The Redington Prowler Felt Wading Boots offer outstanding grip on slick rocks. They’re comfortable and supportive yet surprisingly lightweight.
To get us a closer look at the felt-soled version of Redington’s Prowler wading boots — and to compare them to the sticky rubber version — Redington sent us a review pair. This is what we learned:
Redington Prowler Felt Wading Boots Review
The Redington Prowler Felt Wading Boots are great wading boots with an excellent price-to-value ratio. The boot overall is stable but also nimble, offering solid ankle protection that doesn’t feel restrictive. I could walk over uneven ground, wet or dry, with confidence.
I primarily wore these for a week in August while fly fishing on the St. Joe River, which is a clean and clear cutthroat trout stream. Because the days were well into the 80s, I often wore these boots without waders.
I did not have a set of neoprene wading socks with me, so when I wore them with cotton socks, they were a bit large and sloppy. When I wore them with some Redington Sonic-Pro HD stockingfoot waders, the fit was perfect.
One of the great things about the boot is how stable it feels underfoot — it has a fairly wide base and roomy toe box, so that might help with stability. In addition, it bends at the forefoot just enough to make it feel like the boots are working with you.
Redington Prowler: Felt vs Sticky Rubber
Felt has always been one of the best soles for wading boots. If you’re new to fly fishing, felt seems counterintuitive compared to rubber-lug soles for traction, but felt soles just grip like nothing else. Even on loose dirt, sand and gravel, felt soles offer very good traction.
But how does the felt compare to Redington’s sticky rubber sole in the exact same boot in the exact same size?
My son and I compared the two sets of boots over our week-long fishing trip — we wear the same size — and the felt-soled version was a clear winner for overall traction.
The sticky rubber soles were ten times better than say, a tennis shoe, but when we planned to wade deep in faster currents, we very much preferred the felt versions.
For myself, when using the felt soles, I pretty much stuck to the rocks with hardly any slip — even when I waded into precarious situations.

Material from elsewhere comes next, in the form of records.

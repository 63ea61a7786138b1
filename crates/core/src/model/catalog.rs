use serde::{Deserialize, Serialize};
use std::fmt;

/// How much programming a practice domain involves.
///
/// Serialized with the spellings the service expects (`noCoding`,
/// `lowCoding`, `coding`).
#[derive(Debug, Clone, Copy, PartialEq, Eq, Hash, Serialize, Deserialize)]
#[serde(rename_all = "camelCase")]
pub enum DomainCategory {
    NoCoding,
    LowCoding,
    Coding,
}

impl DomainCategory {
    pub const ALL: [DomainCategory; 3] = [
        DomainCategory::NoCoding,
        DomainCategory::LowCoding,
        DomainCategory::Coding,
    ];

    #[must_use]
    pub fn label(self) -> &'static str {
        match self {
            DomainCategory::NoCoding => "No Coding",
            DomainCategory::LowCoding => "Low Coding",
            DomainCategory::Coding => "Coding",
        }
    }

    /// The selectable domains in this category.
    #[must_use]
    pub fn domains(self) -> &'static [&'static str] {
        match self {
            DomainCategory::NoCoding => NO_CODING_DOMAINS,
            DomainCategory::LowCoding => LOW_CODING_DOMAINS,
            DomainCategory::Coding => CODING_DOMAINS,
        }
    }

    /// True if `domain` belongs to this category's catalog.
    #[must_use]
    pub fn offers(self, domain: &str) -> bool {
        self.domains().contains(&domain)
    }
}

impl fmt::Display for DomainCategory {
    fn fmt(&self, f: &mut fmt::Formatter<'_>) -> fmt::Result {
        f.write_str(self.label())
    }
}

static NO_CODING_DOMAINS: &[&str] = &[
    "Business Analysis",
    "Consulting",
    "Content Writing",
    "Customer Success",
    "Data Entry",
    "Digital Marketing",
    "Event Management",
    "Finance Basics",
    "Graphic Design",
    "HR & Recruitment",
    "Operations",
    "Project Management",
    "Sales",
    "Teaching & Training",
    "UX Research",
];

static LOW_CODING_DOMAINS: &[&str] = &[
    "Basic Dashboarding",
    "BI Tools",
    "CMS Admin",
    "CRM Basics",
    "Data Analyst",
    "ETL Basics",
    "Excel Power Users",
    "Forms & Workflows",
    "Low-Code Apps",
    "No-Code Mobile Apps",
    "Power Platform",
    "RPA Basics",
    "Sheets Automation",
    "WordPress",
    "Zapier Automations",
];

static CODING_DOMAINS: &[&str] = &[
    "AI/ML",
    "Backend Development",
    "Blockchain",
    "Cloud Engineering",
    "Data Science",
    "Database Admin",
    "DevOps",
    "Embedded Systems",
    "Frontend Development",
    "Game Development",
    "Mobile Dev",
    "QA & Testing",
    "Security",
    "SRE",
    "Web Development",
];
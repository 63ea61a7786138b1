use serde::{Deserialize, Serialize};
use std::fmt;
use std::str::FromStr;
use thiserror::Error;

use crate::model::ids::QuestionId;

/// Text shown for option E when the question bank left it blank.
///
/// Every question carries an escape hatch so students are never forced to
/// guess; the service scores it as unanswered.
pub const UNSURE_OPTION_TEXT: &str = "I am not sure about the answer.";

#[derive(Debug, Error, Clone, PartialEq, Eq)]
#[error("option letter must be one of A-E, got {found:?}")]
pub struct ParseOptionLetterError {
    found: String,
}

/// One of the five choice letters a student can pick.
#[derive(Debug, Clone, Copy, PartialEq, Eq, Hash, PartialOrd, Ord, Serialize, Deserialize)]
pub enum OptionLetter {
    A,
    B,
    C,
    D,
    E,
}

impl OptionLetter {
    pub const ALL: [OptionLetter; 5] = [
        OptionLetter::A,
        OptionLetter::B,
        OptionLetter::C,
        OptionLetter::D,
        OptionLetter::E,
    ];

    #[must_use]
    pub fn as_char(self) -> char {
        match self {
            OptionLetter::A => 'A',
            OptionLetter::B => 'B',
            OptionLetter::C => 'C',
            OptionLetter::D => 'D',
            OptionLetter::E => 'E',
        }
    }
}

impl fmt::Display for OptionLetter {
    fn fmt(&self, f: &mut fmt::Formatter<'_>) -> fmt::Result {
        write!(f, "{}", self.as_char())
    }
}

impl FromStr for OptionLetter {
    type Err = ParseOptionLetterError;

    fn from_str(s: &str) -> Result<Self, Self::Err> {
        match s.trim() {
            "A" | "a" => Ok(OptionLetter::A),
            "B" | "b" => Ok(OptionLetter::B),
            "C" | "c" => Ok(OptionLetter::C),
            "D" | "d" => Ok(OptionLetter::D),
            "E" | "e" => Ok(OptionLetter::E),
            other => Err(ParseOptionLetterError {
                found: other.to_string(),
            }),
        }
    }
}

/// A multiple-choice question as served by the question bank.
///
/// Options A-D come from the bank and may individually be blank (blank
/// options are simply not offered). Option E is optional in the bank and
/// falls back to the synthetic unsure choice.
#[derive(Debug, Clone, PartialEq, Eq)]
pub struct Question {
    id: QuestionId,
    text: String,
    option_a: String,
    option_b: String,
    option_c: String,
    option_d: String,
    option_e: Option<String>,
}

impl Question {
    #[must_use]
    #[allow(clippy::too_many_arguments)]
    pub fn new(
        id: QuestionId,
        text: impl Into<String>,
        option_a: impl Into<String>,
        option_b: impl Into<String>,
        option_c: impl Into<String>,
        option_d: impl Into<String>,
        option_e: Option<String>,
    ) -> Self {
        Self {
            id,
            text: text.into(),
            option_a: option_a.into(),
            option_b: option_b.into(),
            option_c: option_c.into(),
            option_d: option_d.into(),
            option_e: option_e.filter(|text| !text.trim().is_empty()),
        }
    }

    #[must_use]
    pub fn id(&self) -> &QuestionId {
        &self.id
    }

    #[must_use]
    pub fn text(&self) -> &str {
        &self.text
    }

    /// Resolves the display text for a letter.
    ///
    /// Returns `None` for a bank option left blank; option E always
    /// resolves, falling back to [`UNSURE_OPTION_TEXT`].
    #[must_use]
    pub fn option_text(&self, letter: OptionLetter) -> Option<&str> {
        let text = match letter {
            OptionLetter::A => self.option_a.as_str(),
            OptionLetter::B => self.option_b.as_str(),
            OptionLetter::C => self.option_c.as_str(),
            OptionLetter::D => self.option_d.as_str(),
            OptionLetter::E => return Some(self.option_e.as_deref().unwrap_or(UNSURE_OPTION_TEXT)),
        };
        if text.trim().is_empty() { None } else { Some(text) }
    }

    /// The letters a student may actually choose for this question.
    #[must_use]
    pub fn available_options(&self) -> Vec<OptionLetter> {
        OptionLetter::ALL
            .into_iter()
            .filter(|letter| self.option_text(*letter).is_some())
            .collect()
    }

    #[must_use]
    pub fn is_available(&self, letter: OptionLetter) -> bool {
        self.option_text(letter).is_some()
    }
}

#[cfg(test)]
mod tests {
    use super::*;

    fn bank_question(option_e: Option<&str>) -> Question {
        Question::new(
            QuestionId::new("q1"),
            "What is 2 + 2?",
            "3",
            "4",
            "5",
            "22",
            option_e.map(str::to_string),
        )
    }

    #[test]
    fn option_e_falls_back_to_unsure_text() {
        let question = bank_question(None);
        assert_eq!(
            question.option_text(OptionLetter::E),
            Some(UNSURE_OPTION_TEXT)
        );
        assert!(question.is_available(OptionLetter::E));
    }

    #[test]
    fn explicit_option_e_is_kept() {
        let question = bank_question(Some("None of the above"));
        assert_eq!(
            question.option_text(OptionLetter::E),
            Some("None of the above")
        );
    }

    #[test]
    fn blank_bank_options_are_unavailable() {
        let question = Question::new(
            QuestionId::new("q2"),
            "True or false?",
            "True",
            "False",
            "",
            "  ",
            None,
        );
        assert_eq!(
            question.available_options(),
            vec![OptionLetter::A, OptionLetter::B, OptionLetter::E]
        );
        assert!(!question.is_available(OptionLetter::C));
    }

    #[test]
    fn letters_parse_case_insensitively() {
        assert_eq!("c".parse::<OptionLetter>().unwrap(), OptionLetter::C);
        assert!("F".parse::<OptionLetter>().is_err());
    }
}
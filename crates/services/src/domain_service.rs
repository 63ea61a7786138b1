use std::sync::Arc;

use assess_core::model::{DomainCategory, StudentId, UserUpdate};

use crate::action_client::ActionApi;
use crate::error::DomainSelectError;

/// Records the practice track a student will be tested in.
///
/// Selection happens exactly once: afterwards the progress gate redirects
/// the selection screen to the checklist hub.
#[derive(Clone)]
pub struct DomainService {
    api: Arc<dyn ActionApi>,
}

impl DomainService {
    #[must_use]
    pub fn new(api: Arc<dyn ActionApi>) -> Self {
        Self { api }
    }

    /// Validates the choice against the catalog and records it.
    ///
    /// On success returns the update to fold into the session record:
    /// category + domain set, progress at the domain checkpoint.
    ///
    /// # Errors
    ///
    /// Returns `DomainSelectError::NotInCatalog` for a domain outside the
    /// chosen track, or `DomainSelectError::Action` when the service
    /// rejects the selection.
    pub async fn select(
        &self,
        student_id: &StudentId,
        category: DomainCategory,
        domain: &str,
    ) -> Result<UserUpdate, DomainSelectError> {
        if !category.offers(domain) {
            return Err(DomainSelectError::NotInCatalog {
                category,
                domain: domain.to_owned(),
            });
        }

        self.api.select_domain(student_id, category, domain).await?;
        Ok(UserUpdate::domain_chosen(category, domain))
    }
}
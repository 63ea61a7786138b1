use thiserror::Error;

use crate::exam::ExamSessionError;
use crate::model::ParseOptionLetterError;

#[derive(Debug, Error)]
pub enum Error {
    #[error(transparent)]
    ExamSession(#[from] ExamSessionError),
    #[error(transparent)]
    ParseOptionLetter(#[from] ParseOptionLetterError),
}
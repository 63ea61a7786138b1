use async_trait::async_trait;
use std::io::ErrorKind;
use std::path::{Path, PathBuf};
use tracing::warn;

use assess_core::model::UserRecord;

use crate::repository::{StorageError, UserSnapshot, UserStore};

/// File name of the single persisted record, matching the key the portal
/// has always stored its session under.
pub const STORE_FILE_NAME: &str = "assess_user.json";

/// Session store backed by one JSON file.
///
/// The record is read once at startup and rewritten on every change.
/// Writes go through a sibling temp file and a rename so a crash mid-write
/// leaves either the old record or the new one, never a torn file.
#[derive(Debug, Clone)]
pub struct JsonFileStore {
    path: PathBuf,
}

impl JsonFileStore {
    /// Store rooted at an explicit file path.
    #[must_use]
    pub fn new(path: impl Into<PathBuf>) -> Self {
        Self { path: path.into() }
    }

    /// Store using the conventional file name inside `dir`.
    #[must_use]
    pub fn in_dir(dir: impl AsRef<Path>) -> Self {
        Self::new(dir.as_ref().join(STORE_FILE_NAME))
    }

    #[must_use]
    pub fn path(&self) -> &Path {
        &self.path
    }

    fn temp_path(&self) -> PathBuf {
        let mut name = self.path.as_os_str().to_owned();
        name.push(".tmp");
        PathBuf::from(name)
    }
}

#[async_trait]
impl UserStore for JsonFileStore {
    async fn load(&self) -> Option<UserRecord> {
        let bytes = match tokio::fs::read(&self.path).await {
            Ok(bytes) => bytes,
            Err(err) if err.kind() == ErrorKind::NotFound => return None,
            Err(err) => {
                warn!(path = %self.path.display(), %err, "session store unreadable; treating as signed out");
                return None;
            }
        };

        match serde_json::from_slice::<UserSnapshot>(&bytes) {
            Ok(snapshot) => Some(snapshot.into_user()),
            Err(err) => {
                warn!(path = %self.path.display(), %err, "session store corrupt; treating as signed out");
                None
            }
        }
    }

    async fn save(&self, user: &UserRecord) -> Result<(), StorageError> {
        let snapshot = UserSnapshot::from_user(user);
        let bytes = serde_json::to_vec_pretty(&snapshot)
            .map_err(|err| StorageError::Serialization(err.to_string()))?;

        let temp = self.temp_path();
        tokio::fs::write(&temp, &bytes)
            .await
            .map_err(|err| StorageError::Io(err.to_string()))?;
        tokio::fs::rename(&temp, &self.path)
            .await
            .map_err(|err| StorageError::Io(err.to_string()))?;
        Ok(())
    }

    async fn clear(&self) -> Result<(), StorageError> {
        match tokio::fs::remove_file(&self.path).await {
            Ok(()) => Ok(()),
            Err(err) if err.kind() == ErrorKind::NotFound => Ok(()),
            Err(err) => Err(StorageError::Io(err.to_string())),
        }
    }
}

As for my son, after we had waded through a long and tough run where he wore the felt versions, he noted, “These boots do not feel slippery at all on the wet rocks. I fell eight times in this spot last year and I haven’t fallen at all this year!”
It could be that my son has matured when wading this year over last year, but I still attribute his lack of falling to the Redington Prowler Felt Wading Boots.
Redington Prowler Wading Boots: The Verdict
While we haven’t used these boots over a long period of time in different streams at different times of the year, it’s pretty clear that the felt versions offer better slick-rock traction than the sticky rubber versions.
On the other hand, some states have regulations that ban felt wading boots. Why? The fear is that invasive species and certain types of vegetation can become lodged in the felt and then get transferred to new rivers or lakes. If you clean and thoroughly dry or disinfect your felt boots before moving to different streams or lakes, this isn’t much of a problem, but if your state has banned felt, you don’t have a choice: Get the sticky rubber Prowler Wading Boots and wade more cautiously.
Incidentally, you can install studs on the rubber soles, and while we didn’t try that on this fishing trip, adding studs definitely improves traction.
As for the overall Prowler Wading Boot design itself, it is clearly a great wading boot. The sizing — with a neoprene wading sock or stockingfoot waders — is spot on, if just a bit roomy. The shape and materials of the boot result in a great overall fit that lets you cover all sorts of ground, wet or dry, with confidence. Very highly recommended.